L’Homme étoilé : Totalement et je ne suis pas le seul à le dire : c’est une phrase qui guide et qui entoure le milieu des soins palliatifs. Elle a été prononcée par le célèbre cancérologue, le Pr. Jean Bernard et c’est tellement criant de vérité. C’est l’idée qu’effectivement, en soins palliatifs, malheureusement on n’a plus d’emprise sur la maladie et sur son issue mais on a encore une emprise sur ces derniers moments de vie et sur ce qu’on peut décider d’en faire. Effectivement, en soins palliatifs, on a cette préoccupation constante d’intégrer nos patients dans des projets de vie en étant tout simplement attentifs à leurs besoins et demandes et en leur permettant de les exprimer.
En soins palliatifs, on rajoute de la vie aux jours à défaut d’ajouter des jours à la vie !
C’est vrai que le milieu hospitalier a un côté très aseptisé, dans lequel les patients ne s’autorisent pas finalement à profiter. C’est un peu ce qu’illustre l’histoire d’Edmond, le patient qui aimerait tout simplement manger une dame Blanche et qui ne s’autorise même pas à la demander parce que pour lui l’hôpital ne se prête pas à ça. L’hôpital pour lui, c’est subir des plateaux repas qui ne sont pas très appétissants aux derniers jours de sa vie alors que finalement qu’est-ce que ça coûte en termes d’efforts de lui offrir cette dame Blanche ? Pas grand-chose.

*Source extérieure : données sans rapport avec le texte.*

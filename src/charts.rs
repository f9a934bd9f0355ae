//! Chart data and verdict text for the dashboard pages.

use chrono::NaiveDateTime;
use log::warn;
use serde::Serialize;

use crate::models::{Disease, Outcome, TIMESTAMP_FORMAT};

/// Upper bounds used to normalise the heart radar axes.
const HEART_AXIS_MAX: [f64; 3] = [200.0, 600.0, 250.0];

#[derive(Debug, Clone, PartialEq, Serialize)]
pub struct PolarChart {
    pub title: &'static str,
    pub categories: Vec<&'static str>,
    pub values: Vec<f64>,
    /// `None` when the values give no usable radial range.
    pub range: Option<[f64; 2]>,
}

pub fn heart_metrics(resting_bp: f64, cholesterol: f64, max_heart_rate: f64) -> PolarChart {
    let values = [resting_bp, cholesterol, max_heart_rate]
        .iter()
        .zip(HEART_AXIS_MAX)
        .map(|(value, max)| value / max)
        .collect();

    PolarChart {
        title: "Key Metrics Visualization",
        categories: vec!["Blood Pressure", "Cholesterol", "Heart Rate"],
        values,
        range: Some([0.0, 1.0]),
    }
}

pub fn voice_metrics(jitter: f64, shimmer: f64, hnr: f64, rpde: f64, dfa: f64) -> PolarChart {
    let values = vec![jitter, shimmer, hnr, rpde, dfa];
    let max = values.iter().copied().fold(f64::NEG_INFINITY, f64::max);
    let range = if max.is_finite() && max > 0.0 {
        Some([0.0, max])
    } else {
        warn!("Voice metrics have no positive maximum ({max}), leaving radial range unset");
        None
    };

    PolarChart {
        title: "Voice Analysis Metrics",
        categories: vec!["Jitter", "Shimmer", "HNR", "RPDE", "DFA"],
        values,
        range,
    }
}

#[derive(Debug, Clone, PartialEq, Serialize)]
pub struct DistributionSlice {
    pub disease: Disease,
    pub count: usize,
}

#[derive(Debug, Clone, PartialEq, Serialize)]
pub struct TimelinePoint {
    pub timestamp: String,
    pub disease: Disease,
    /// 1 for a positive result, 0 for a negative one.
    pub value: u8,
}

impl TimelinePoint {
    pub fn new(timestamp: NaiveDateTime, disease: Disease, result: Outcome) -> Self {
        Self {
            timestamp: timestamp.format(TIMESTAMP_FORMAT).to_string(),
            disease,
            value: match result {
                Outcome::Positive => 1,
                Outcome::Negative => 0,
            },
        }
    }
}

#[derive(Debug, Clone, PartialEq, Serialize)]
pub struct Verdict {
    pub headline: &'static str,
    pub heading: &'static str,
    pub recommendations: [&'static str; 4],
}

pub fn verdict(disease: Disease, outcome: Outcome) -> Verdict {
    match (disease, outcome) {
        (Disease::Diabetes, Outcome::Positive) => Verdict {
            headline: "High Risk: Diabetes indicators detected",
            heading: "Recommended Actions",
            recommendations: [
                "Schedule an appointment with an endocrinologist",
                "Monitor blood glucose levels regularly",
                "Review diet and exercise habits",
                "Consider diabetes screening tests",
            ],
        },
        (Disease::Diabetes, Outcome::Negative) => Verdict {
            headline: "Low Risk: No diabetes indicators detected",
            heading: "Preventive Measures",
            recommendations: [
                "Maintain a healthy diet",
                "Regular exercise",
                "Annual health check-ups",
                "Monitor blood sugar levels",
            ],
        },
        (Disease::HeartDisease, Outcome::Positive) => Verdict {
            headline: "High Risk: Heart disease indicators detected",
            heading: "Recommended Actions",
            recommendations: [
                "Consult a cardiologist immediately",
                "Regular blood pressure monitoring",
                "Cholesterol management",
                "Lifestyle modifications",
            ],
        },
        (Disease::HeartDisease, Outcome::Negative) => Verdict {
            headline: "Low Risk: No heart disease indicators detected",
            heading: "Preventive Measures",
            recommendations: [
                "Regular exercise",
                "Heart-healthy diet",
                "Stress management",
                "Regular check-ups",
            ],
        },
        (Disease::Parkinsons, Outcome::Positive) => Verdict {
            headline: "Warning: Parkinson's disease indicators detected",
            heading: "Recommended Actions",
            recommendations: [
                "Consult a neurologist",
                "Schedule a comprehensive neurological examination",
                "Consider additional diagnostic tests",
                "Begin monitoring symptoms systematically",
            ],
        },
        (Disease::Parkinsons, Outcome::Negative) => Verdict {
            headline: "No significant Parkinson's disease indicators detected",
            heading: "Preventive Measures",
            recommendations: [
                "Regular exercise",
                "Balanced diet",
                "Regular check-ups",
                "Monitor for any changes in movement or speech",
            ],
        },
    }
}

#[cfg(test)]
mod tests {
    use super::*;

    #[test]
    fn heart_metrics_are_normalised() {
        let chart = heart_metrics(100.0, 300.0, 125.0);
        assert_eq!(chart.values, vec![0.5, 0.5, 0.5]);
        assert_eq!(chart.range, Some([0.0, 1.0]));
    }

    #[test]
    fn voice_range_follows_largest_value() {
        let chart = voice_metrics(0.5, 0.04, 21.0, 0.4, 0.8);
        assert_eq!(chart.range, Some([0.0, 21.0]));
    }

    #[test]
    fn voice_range_unset_without_positive_values() {
        assert_eq!(voice_metrics(0.0, 0.0, 0.0, 0.0, 0.0).range, None);
        assert_eq!(voice_metrics(-1.0, -2.0, -0.5, -3.0, -4.0).range, None);
    }

    #[test]
    fn every_verdict_has_recommendations() {
        for disease in Disease::ALL {
            for outcome in [Outcome::Positive, Outcome::Negative] {
                let v = verdict(disease, outcome);
                assert!(v.recommendations.iter().all(|r| !r.is_empty()));
            }
        }
    }
}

Petits Frères des Pauvres : avez-vous rencontré de nombreux cas de personnes isolées dans votre service de soins palliatifs ?
L’Homme étoilé : On en rencontre beaucoup oui et c’est d’autant plus marquant qu’à l’inverse on rencontre aussi des familles qui sont aussi extrêmement bien entourées. Après, c’est toujours très délicat de comprendre les motifs de cet isolement. Il est vrai que c’est toujours difficile parce que nous, soignants, nous les rencontrons à un moment T de leur vie, on ne sait pas finalement, quelle mère, quelle épouse, quelle fille… ils ont été dans leur cadre familial. Je me garde de tout jugement à ce niveau-là.

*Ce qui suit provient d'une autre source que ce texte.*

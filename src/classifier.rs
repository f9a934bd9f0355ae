//! Model invocation: the `Classifier` seam and its ONNX implementation.

use std::path::Path;
use std::time::Instant;

use log::{debug, info};
use ndarray::Array2;
use tract_onnx::prelude::*;

use crate::error::ModelError;
use crate::models::{Disease, Label};

/// A pre-trained binary classifier over a fixed-length feature vector.
pub trait Classifier: Send + Sync {
    fn predict(&self, features: &[f32]) -> Result<Label, ModelError>;
}

type OnnxPlan = TypedRunnableModel<TypedModel>;

/// ONNX graph with a `f32[1, n]` input whose first output is the class label.
pub struct OnnxClassifier {
    model: OnnxPlan,
    feature_count: usize,
}

impl OnnxClassifier {
    pub fn load(path: &Path, feature_count: usize) -> Result<Self, ModelError> {
        let load_error = |e: TractError| ModelError::Load {
            path: path.display().to_string(),
            reason: e.to_string(),
        };

        let model = tract_onnx::onnx()
            .model_for_path(path)
            .map_err(load_error)?
            .with_input_fact(
                0,
                InferenceFact::dt_shape(f32::datum_type(), tvec!(1, feature_count)),
            )
            .map_err(load_error)?
            .into_optimized()
            .map_err(load_error)?
            .into_runnable()
            .map_err(load_error)?;

        Ok(Self {
            model,
            feature_count,
        })
    }
}

impl Classifier for OnnxClassifier {
    fn predict(&self, features: &[f32]) -> Result<Label, ModelError> {
        if features.len() != self.feature_count {
            return Err(ModelError::FeatureCount {
                expected: self.feature_count,
                actual: features.len(),
            });
        }

        let input = Array2::from_shape_vec((1, features.len()), features.to_vec())
            .map_err(|e| ModelError::Inference(e.to_string()))?
            .into_tensor();

        let outputs = self
            .model
            .run(tvec!(input.into()))
            .map_err(|e| ModelError::Inference(e.to_string()))?;

        let output = outputs
            .first()
            .ok_or_else(|| ModelError::Inference("model produced no outputs".to_string()))?;
        label_from_output(output)
    }
}

/// Reads the predicted label from a model's first output.
///
/// Accepts an `i64` label tensor (scikit-learn export), a single `f32`
/// score thresholded at 0.5, or `f32` per-class scores (argmax).
pub fn label_from_output(output: &Tensor) -> Result<Label, ModelError> {
    let raw = if output.datum_type() == i64::datum_type() {
        let view = output
            .to_array_view::<i64>()
            .map_err(|e| ModelError::Inference(e.to_string()))?;
        *view
            .iter()
            .next()
            .ok_or_else(|| ModelError::Inference("empty label tensor".to_string()))?
    } else if output.datum_type() == f32::datum_type() {
        let view = output
            .to_array_view::<f32>()
            .map_err(|e| ModelError::Inference(e.to_string()))?;
        let scores: Vec<f32> = view.iter().copied().collect();
        match scores.as_slice() {
            [] => return Err(ModelError::Inference("empty score tensor".to_string())),
            [score] => i64::from(*score >= 0.5),
            _ => scores
                .iter()
                .enumerate()
                .max_by(|(_, a), (_, b)| a.total_cmp(b))
                .map(|(index, _)| index as i64)
                .unwrap_or_default(),
        }
    } else {
        return Err(ModelError::Inference(format!(
            "unsupported output type {:?}",
            output.datum_type()
        )));
    };

    debug!("Raw model label: {raw}");
    Label::try_from(raw).map_err(ModelError::UnexpectedLabel)
}

pub const DIABETES_MODEL_FILE: &str = "diabetes_model.onnx";
pub const HEART_DISEASE_MODEL_FILE: &str = "heart_disease_model.onnx";
pub const PARKINSONS_MODEL_FILE: &str = "parkinsons_model.onnx";

/// One classifier per disease, loaded once and shared read-only.
pub struct ModelRegistry {
    diabetes: Box<dyn Classifier>,
    heart_disease: Box<dyn Classifier>,
    parkinsons: Box<dyn Classifier>,
}

impl ModelRegistry {
    pub fn new(
        diabetes: Box<dyn Classifier>,
        heart_disease: Box<dyn Classifier>,
        parkinsons: Box<dyn Classifier>,
    ) -> Self {
        Self {
            diabetes,
            heart_disease,
            parkinsons,
        }
    }

    /// Loads all three ONNX models from `dir`; any failure aborts the load.
    pub fn load(dir: &Path) -> Result<Self, ModelError> {
        let load = |disease: Disease| -> Result<Box<dyn Classifier>, ModelError> {
            let path = dir.join(model_file(disease));
            let start = Instant::now();
            let classifier = OnnxClassifier::load(&path, disease.feature_count())?;
            info!(
                "Loaded {} model from {} in {:?}",
                disease,
                path.display(),
                start.elapsed()
            );
            Ok(Box::new(classifier))
        };

        Ok(Self::new(
            load(Disease::Diabetes)?,
            load(Disease::HeartDisease)?,
            load(Disease::Parkinsons)?,
        ))
    }

    pub fn classifier(&self, disease: Disease) -> &dyn Classifier {
        match disease {
            Disease::Diabetes => self.diabetes.as_ref(),
            Disease::HeartDisease => self.heart_disease.as_ref(),
            Disease::Parkinsons => self.parkinsons.as_ref(),
        }
    }

    pub fn available(&self) -> usize {
        Disease::ALL.len()
    }
}

pub fn model_file(disease: Disease) -> &'static str {
    match disease {
        Disease::Diabetes => DIABETES_MODEL_FILE,
        Disease::HeartDisease => HEART_DISEASE_MODEL_FILE,
        Disease::Parkinsons => PARKINSONS_MODEL_FILE,
    }
}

Petits Frères des Pauvres : que pensez-vous du rôle des associations qui visitent les patients à l’hôpital, notamment en soins palliatifs ?
L’Homme étoilé : À Bruxelles d’où je viens, j’ai connu un service de soins palliatifs dans lequel il y avait une présence de bénévoles toute la journée : il y avait deux bénévoles qui se relayaient le matin et le soir, avec une implication un peu plus importante au chevet des patients. Ils étaient autorisés à leur donner à manger, à participer aux soins… D’un pays à l’autre, c’est très différent.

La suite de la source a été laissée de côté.